Monti is an unincorporated community located in the southeast corner of Buchanan County, Iowa, in the United States. Founded in the 1880s and platted in 1905, the community lies on the west bank of Buffalo Creek, 6 mi east of Quasqueton and 8 mi west of Ryan.

The railroad brought several years of prosperity to the town, but the settlement declined after World War II. Over the years, the closure of the railroad depot, bank, stores, post office, creamery, schools, and church left Monti as the site of four houses, a closed church, a cemetery, and the Monti Community Center.

==Geography==
Monti is located in the northern part of Newton Township, the southeasternmost of Buchanan County's townships.

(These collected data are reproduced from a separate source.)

use std::path::PathBuf;

use anyhow::{anyhow, Context};
use clap::{CommandFactory, Parser};
use tracing::error;

use scitex_translator::logging::init_logging;
use scitex_translator::models::http::HttpChatModel;
use scitex_translator::pipeline::{
    collect_inputs, init_default_config, PipelineConfig, TranslatorPipeline,
};
use scitex_translator::progress::ConsoleProgress;
use scitex_translator::translator::{IdentityTranslator, LlmTranslator, Translate};

#[derive(Parser, Debug)]
#[command(name = "scitex-translator")]
#[command(about = "Translate LaTeX sources, LaTeX project archives and DOCX papers with formulas and markup kept intact", long_about = None)]
struct Args {
    /// Generate default config + prompt file, then exit
    #[arg(long)]
    init_config: bool,

    /// Directory to write config/prompt files (default: current directory)
    #[arg(long, value_name = "DIR")]
    init_config_dir: Option<PathBuf>,

    /// Overwrite existing config/prompt files when used with --init-config
    #[arg(long)]
    force: bool,

    /// Inputs: .tex, .docx, .zip, or directories holding them
    #[arg(value_name = "INPUT")]
    inputs: Vec<PathBuf>,

    /// Output directory (default: ./outputs)
    #[arg(short, long, value_name = "DIR")]
    output_dir: Option<PathBuf>,

    /// Config file path (default: search for scitex-translator.toml upwards)
    #[arg(long)]
    config: Option<PathBuf>,

    /// Chat model name (e.g. gpt-4o, gpt-4.1)
    #[arg(long)]
    model: Option<String>,

    /// Estimated-token budget per translated chunk
    #[arg(long)]
    chunk_tokens: Option<usize>,

    /// Only translate these archive entries (path or file name; repeatable)
    #[arg(long, value_name = "FILE")]
    select: Vec<String>,

    /// Run the whole pipeline with an identity translator (no API calls, no key needed)
    #[arg(long)]
    dry_run: bool,

    /// Skip the startup connection check
    #[arg(long)]
    skip_check: bool,

    /// Write masked text and placeholder tables to the trace directory
    #[arg(long)]
    trace: bool,
}

fn main() -> anyhow::Result<()> {
    init_logging();
    let args = Args::parse();
    let progress = ConsoleProgress::new(true);

    if args.init_config {
        let dir = args
            .init_config_dir
            .clone()
            .unwrap_or_else(|| std::env::current_dir().unwrap_or_else(|_| PathBuf::from(".")));
        let cfg_path = init_default_config(&dir, args.force).context("init default config")?;
        eprintln!("Wrote config: {}", cfg_path.display());
        return Ok(());
    }

    let Some(first) = args.inputs.first().cloned() else {
        let mut cmd = Args::command();
        cmd.print_help().context("print help")?;
        eprintln!(
            "\n\nUSAGE:\n  scitex-translator <paper.tex|paper.docx|project.zip|dir>...\n\nTIPS:\n  - The API key is read from PROXY_API_KEY (see [api] api_key_env).\n  - Default config search: scitex-translator.toml (upwards), or set SCITEX_TRANSLATOR_CONFIG.\n"
        );
        return Ok(());
    };

    let cfg = PipelineConfig::from_paths_and_args(
        &first,
        args.config,
        args.output_dir,
        args.model,
        args.chunk_tokens,
        args.select,
        args.dry_run,
        args.trace,
    )
    .context("build config")?;

    let translator: Box<dyn Translate> = if cfg.dry_run {
        progress.info("Dry run: text is passed through unchanged");
        Box::new(IdentityTranslator)
    } else {
        let model = HttpChatModel::new(cfg.api.model_config()?)?;
        if args.skip_check {
            progress.info("Connection check skipped");
        } else {
            progress.info(format!("Check connection: {} ({})", cfg.api.endpoint, cfg.api.model));
            model
                .ping()
                .map_err(|e| anyhow!("connection check failed: {e}"))?;
        }
        Box::new(LlmTranslator::new(
            model,
            cfg.prompt.clone(),
            cfg.source_lang.clone(),
            cfg.target_lang.clone(),
            cfg.api.retry.clone(),
        ))
    };

    let pipeline = TranslatorPipeline::new(cfg, translator, progress);
    let mut failed = 0usize;
    let mut done = 0usize;
    for input in &args.inputs {
        let files = match collect_inputs(input) {
            Ok(files) => files,
            Err(e) => {
                error!(input = %input.display(), error = %format!("{e:#}"), "cannot list input");
                failed += 1;
                continue;
            }
        };
        for file in files {
            match pipeline.translate_file(&file) {
                Ok(_) => done += 1,
                Err(e) => {
                    error!(input = %file.display(), error = %format!("{e:#}"), "translation failed");
                    failed += 1;
                }
            }
        }
    }

    if failed > 0 {
        return Err(anyhow!("{failed} input(s) failed, {done} translated"));
    }
    if done == 0 {
        return Err(anyhow!("no supported inputs found"));
    }
    Ok(())
}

The village lies along County Road W-45, where that road meets Washington Avenue, an unpaved and unimproved gravel road.

==History==

The village traces its roots to the late 19th century, when large numbers of Irish immigrants flocked to the state in search of new lives in the New World. The town's Catholic roots can be traced back to the first Irish settlers of Iowa. Monti, along with nearby Masonville, and Fairbank, have been noted as "burgeoning" Irish communities during this era. A large church, St Patrick's Catholic Church of Monti, built in 1870, predates the community. When the Hagen store/post office was built near the Catholic "Buffalo Church", the village of Monti came into existence.

The origins of this post office are obscure. One source states the Monti post office began operations on June 22, 1882. Another source states the post office began on January 24, 1868, but this was the same date as the establishment of the Middlefield post office, several miles to the north.

In 1887, Monti's population was estimated as around 100 residents. The Monti Creamery operated circa 1895.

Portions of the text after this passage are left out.